Social care leaders hit out at 11th hour vaccine exemption allowing care home staff to ‘self-certify’

Care home staff in England will be able to temporarily “self-certify” that they are medically exempt from getting a coronavirus vaccine, it has emerged.

Pregnant care home workers will also be able to apply for a “time-limited exemption” from the Government’s mandatory vaccination policy.

The Government has written to council bosses, directors of adult social services and care homes setting out who can apply for exemptions and how, just one day before the deadline for care staff to get their first doses.

It said employees and volunteers will be able to self-certify that they meet the medical exemption criteria on a temporary basis.

This will be in place for a “short period” before the new NHS Covid pass system is introduced, when workers will then need to apply for formal medical exemption.

The self-certified exemptions will expire 12 weeks after the launch of the new system.

Those covered include people with a severe allergy to the vaccines, those who had adverse reactions to their first dose, people who are receiving end-of-life care and people with learning disabilities, autism or with a combination of impairments who find vaccination distressing because of their condition.

The letter, from Claire Armstrong, director of adult social care delivery, says: “Time-limited exemptions will also be available for those with short-term medical conditions (eg. people receiving hospital care or receiving medication which may interact with the vaccination).

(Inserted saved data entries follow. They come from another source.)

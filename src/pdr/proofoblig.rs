use crate::candidate::CandidateInvariant;
use giputils::grc::Grc;
use log::trace;
use std::{
    cmp::Ordering,
    collections::BTreeSet,
    fmt::{self, Debug},
    ops::Deref,
};

pub enum ObligationKind {
    /// a frontier extension of `violated` failed
    Leaf { violated: CandidateInvariant },
    /// blocking `cause` failed on the states of this obligation
    Caused { cause: ProofObligation },
}

pub struct ProofObligationInner {
    pub abstract_cti: CandidateInvariant,
    /// the unabstracted states when lifting or abstraction generalized them
    pub concrete_cti: Option<CandidateInvariant>,
    pub frame: usize,
    pub spurious: usize,
    pub length: usize,
    pub kind: ObligationKind,
}

/// Blocks the states of a counterexample to induction at a frame.
///
/// Obligations are immutable and form chains through their causes, ending in
/// the leaf that names the violated root candidate.
#[derive(Clone)]
pub struct ProofObligation {
    inner: Grc<ProofObligationInner>,
}

impl ProofObligation {
    pub fn leaf(
        frame: usize,
        abstract_cti: CandidateInvariant,
        concrete_cti: Option<CandidateInvariant>,
        violated: CandidateInvariant,
    ) -> Self {
        Self {
            inner: Grc::new(ProofObligationInner {
                abstract_cti,
                concrete_cti,
                frame,
                spurious: 0,
                length: 1,
                kind: ObligationKind::Leaf { violated },
            }),
        }
    }

    /// obligation on a predecessor of the states of `self`
    pub fn caused(
        &self,
        frame: usize,
        abstract_cti: CandidateInvariant,
        concrete_cti: Option<CandidateInvariant>,
        spurious: usize,
    ) -> Self {
        Self {
            inner: Grc::new(ProofObligationInner {
                abstract_cti,
                concrete_cti,
                frame,
                spurious,
                length: self.length + 1,
                kind: ObligationKind::Caused {
                    cause: self.clone(),
                },
            }),
        }
    }

    fn rebuild(
        &self,
        frame: usize,
        abstract_cti: CandidateInvariant,
        concrete_cti: Option<CandidateInvariant>,
    ) -> Self {
        let kind = match &self.kind {
            ObligationKind::Leaf { violated } => ObligationKind::Leaf {
                violated: violated.clone(),
            },
            ObligationKind::Caused { cause } => ObligationKind::Caused {
                cause: cause.clone(),
            },
        };
        Self {
            inner: Grc::new(ProofObligationInner {
                abstract_cti,
                concrete_cti,
                frame,
                spurious: self.spurious,
                length: self.length,
                kind,
            }),
        }
    }

    /// the same obligation at another frame
    pub fn at_frame(&self, frame: usize) -> Self {
        self.rebuild(frame, self.abstract_cti.clone(), self.concrete_cti.clone())
    }

    /// the same obligation without abstraction
    pub fn concretized(&self, frame: usize) -> Self {
        self.rebuild(frame, self.concrete().clone(), None)
    }

    /// the concrete states, the abstract ones if they were never generalized
    #[inline]
    pub fn concrete(&self) -> &CandidateInvariant {
        self.concrete_cti.as_ref().unwrap_or(&self.abstract_cti)
    }

    #[inline]
    pub fn cause(&self) -> Option<&ProofObligation> {
        match &self.kind {
            ObligationKind::Leaf { .. } => None,
            ObligationKind::Caused { cause } => Some(cause),
        }
    }

    /// the root candidate at the end of the chain
    pub fn violated(&self) -> &CandidateInvariant {
        let mut po = self;
        loop {
            match &po.kind {
                ObligationKind::Leaf { violated } => return violated,
                ObligationKind::Caused { cause } => po = cause,
            }
        }
    }

    /// `self` followed by its causes
    pub fn chain(&self) -> Vec<ProofObligation> {
        let mut res = vec![self.clone()];
        while let Some(c) = res.last().and_then(|p| p.cause()).cloned() {
            res.push(c);
        }
        res
    }

    /// lifting or abstraction failures along the chain
    pub fn laf_count(&self) -> usize {
        self.chain()
            .iter()
            .filter(|p| p.concrete_cti.is_some())
            .count()
    }
}

impl Deref for ProofObligation {
    type Target = ProofObligationInner;

    #[inline]
    fn deref(&self) -> &Self::Target {
        &self.inner
    }
}

impl PartialEq for ProofObligation {
    #[inline]
    fn eq(&self, other: &Self) -> bool {
        self.cmp(other) == Ordering::Equal
    }
}

impl Eq for ProofObligation {}

impl PartialOrd for ProofObligation {
    #[inline]
    fn partial_cmp(&self, other: &Self) -> Option<Ordering> {
        Some(self.cmp(other))
    }
}

impl Ord for ProofObligation {
    fn cmp(&self, other: &Self) -> Ordering {
        self.frame
            .cmp(&other.frame)
            .then_with(|| match (self.cause(), other.cause()) {
                (None, None) => Ordering::Equal,
                (None, Some(_)) => Ordering::Less,
                (Some(_), None) => Ordering::Greater,
                (Some(a), Some(b)) => a.cmp(b),
            })
            .then_with(|| self.spurious.cmp(&other.spurious))
            .then_with(|| self.laf_count().cmp(&other.laf_count()))
    }
}

impl Debug for ProofObligation {
    fn fmt(&self, f: &mut fmt::Formatter<'_>) -> fmt::Result {
        f.debug_struct("ProofObligation")
            .field("frame", &self.frame)
            .field("cti", &self.abstract_cti)
            .field("spurious", &self.spurious)
            .field("length", &self.length)
            .finish()
    }
}

/// Obligations by priority, shallowest and least spurious first. Equal
/// priorities are served in insertion order.
#[derive(Default, Debug)]
pub struct ProofObligationQueue {
    obligations: BTreeSet<(ProofObligation, u64)>,
    seq: u64,
    num: Vec<usize>,
}

impl ProofObligationQueue {
    pub fn new() -> Self {
        Self::default()
    }

    pub fn add(&mut self, po: ProofObligation) {
        if self.num.len() <= po.frame {
            self.num.resize(po.frame + 1, 0);
        }
        self.num[po.frame] += 1;
        trace!("add obligation: frame {}, {}", po.frame, po.abstract_cti);
        self.seq += 1;
        self.obligations.insert((po, self.seq));
    }

    pub fn pop(&mut self) -> Option<ProofObligation> {
        let (po, _) = self.obligations.pop_first()?;
        self.num[po.frame] -= 1;
        Some(po)
    }

    #[inline]
    pub fn is_empty(&self) -> bool {
        self.obligations.is_empty()
    }

    #[inline]
    pub fn len(&self) -> usize {
        self.obligations.len()
    }

    pub fn clear(&mut self) {
        self.obligations.clear();
        for n in self.num.iter_mut() {
            *n = 0;
        }
    }

    pub fn statistic(&self) -> String {
        format!("{:?}", self.num)
    }
}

“A time-limited exemption is also available for pregnant women should they choose to take it.”

Care providers have previously warned the Government’s plan for care home staff to be fully vaccinated by November 11 could lead to an “exodus” of staff that would worsen the existing workforce crisis.

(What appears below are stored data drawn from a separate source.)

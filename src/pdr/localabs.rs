use crate::{
    candidate::CandidateInvariant,
    cfa::Cfa,
    config::AbstractionStrategy,
    logic::{Formula, Variable},
};
use giputils::hash::GHashSet;
use log::{debug, info};

/// Localization abstraction: obligations only keep the literals over visible
/// state variables, the visible set grows on abstraction failures.
pub struct LocalAbs {
    strategy: AbstractionStrategy,
    refine: GHashSet<Variable>,
}

impl LocalAbs {
    pub fn new(strategy: AbstractionStrategy) -> Self {
        Self {
            strategy,
            refine: GHashSet::new(),
        }
    }

    /// Makes the variables of the initial condition and of the root
    /// candidates visible.
    pub fn init_precision(&mut self, cfa: &Cfa, roots: &[CandidateInvariant]) {
        if !self.is_active() {
            return;
        }
        self.refine.extend(cfa.init().variables());
        for r in roots {
            self.refine.extend(r.variables());
        }
        debug!("localabs: initial precision {:?}", self.visible());
    }

    #[inline]
    pub fn is_active(&self) -> bool {
        matches!(self.strategy, AbstractionStrategy::Localization)
    }

    /// Switches to exact obligations for the rest of the run.
    pub fn disable(&mut self) {
        if self.is_active() {
            info!("localabs: disabled with {} visible variables", self.refine.len());
        }
        self.strategy = AbstractionStrategy::None;
    }

    #[inline]
    pub fn refine_has(&self, v: &Variable) -> bool {
        self.refine.contains(v)
    }

    pub fn visible(&self) -> Vec<Variable> {
        let mut res: Vec<_> = self.refine.iter().cloned().collect();
        res.sort();
        res
    }

    /// keeps the literals over visible variables
    pub fn abstract_cube(&self, cube: &[Formula]) -> Vec<Formula> {
        if !self.is_active() {
            return cube.to_vec();
        }
        cube.iter()
            .filter(|l| l.variables().iter().all(|v| self.refine_has(v)))
            .cloned()
            .collect()
    }

    /// Makes the variables of `cti` visible, returns whether any was hidden.
    pub fn refine(&mut self, cti: &CandidateInvariant) -> bool {
        if !self.is_active() {
            return false;
        }
        let mut changed = false;
        for v in cti.variables() {
            changed |= self.refine.insert(v);
        }
        if changed {
            info!("localabs: refine size: {}", self.refine.len());
        }
        changed
    }
}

Care providers criticised the latest plans for being announced at the eleventh hour and said the move pushes the problem of losing staff 12 weeks down the line.

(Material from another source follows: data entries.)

use thiserror::Error;

/// Failures of a PDR run.
///
/// Genuine counterexamples are not errors; they are reported through
/// [`crate::pdr::Verdict::Unsafe`].
#[derive(Debug, Error, Clone, PartialEq, Eq)]
pub enum PdrError {
    /// The prover failed or was queried in an inconsistent state.
    #[error("solver failure: {0}")]
    Solver(String),

    /// A precondition of a frame or transition operation was violated.
    #[error("invalid argument: {0}")]
    InvalidArgument(String),

    /// The control-flow automaton cannot be encoded.
    #[error("invalid control-flow automaton: {0}")]
    InvalidCfa(String),

    /// The run was cancelled through its shutdown notifier.
    #[error("interrupted: {0}")]
    Interrupted(String),

    #[error("internal error: {0}")]
    Internal(String),
}

pub type Result<T> = std::result::Result<T, PdrError>;

macro_rules! ensure_arg {
    ($cond:expr, $($arg:tt)+) => {
        if !$cond {
            return Err($crate::error::PdrError::InvalidArgument(format!($($arg)+)));
        }
    };
}

pub(crate) use ensure_arg;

They also warned that a care worker who does not want the vaccine could “self-certify” as medically exempt to buy themselves more time.

The form staff must sign and return includes the line: “I acknowledge that providing false information may result in disciplinary action.”

Mike Padgham, director of the Independent Care Group, said the Government appears to have opened a “loophole” for staff unprepared to get jabbed.

He told the PA news agency: “It seems on the one hand that it gives a bit of respite, because if people wanted to be exempt, and they couldn’t get the correspondence in place then it’s given room for manouevre, it’s given a bit of breathing space.

“It seems to me that it was a hastily thought-out issue – that they think there are problems coming and they’ve done this to sort of help shift the deadline a bit, but it seems to be that anybody can fill that out now, if you’re self- certifying, so I don’t really understand the logic behind it.

“To come out so close to the wire, it seems to make a mockery of what they said.”

He added: “If you didn’t want the vaccine, you could say you think you’re going to be medically exempt and have another 12 weeks of work.”

Professor Martin Green, chief executive of the membership body Care England, told PA: “The guidance is less than clear, and with one day to go seems incredibly last-minute.”

Rachel Harrison, GMB national officer, said: “GMB has been calling on the Government to reverse their appalling decision to force vaccination on social care key workers from the start.

“We warned it could cause a mass exodus in a sector already facing a 170,000 staffing black hole.

“Now, at the eleventh hour, they’ve fudged it. It’s cowardly, incompetent and inhumane.”

The Government will update its operational guidance to reflect the temporary system in the coming days.

A Department of Health and Social Care spokesman said: “Over 90% of care home staff have received their first dose of a Covid-19 vaccine ahead of the 11 November deadline and we encourage even more staff to get vaccinated to protect their colleagues and those they care for.

“Temporarily, those who meet the criteria for a medical exemption will be able to self-certify until we introduce a new system.

“This will ensure those with medical exemptions can continue working in care homes.”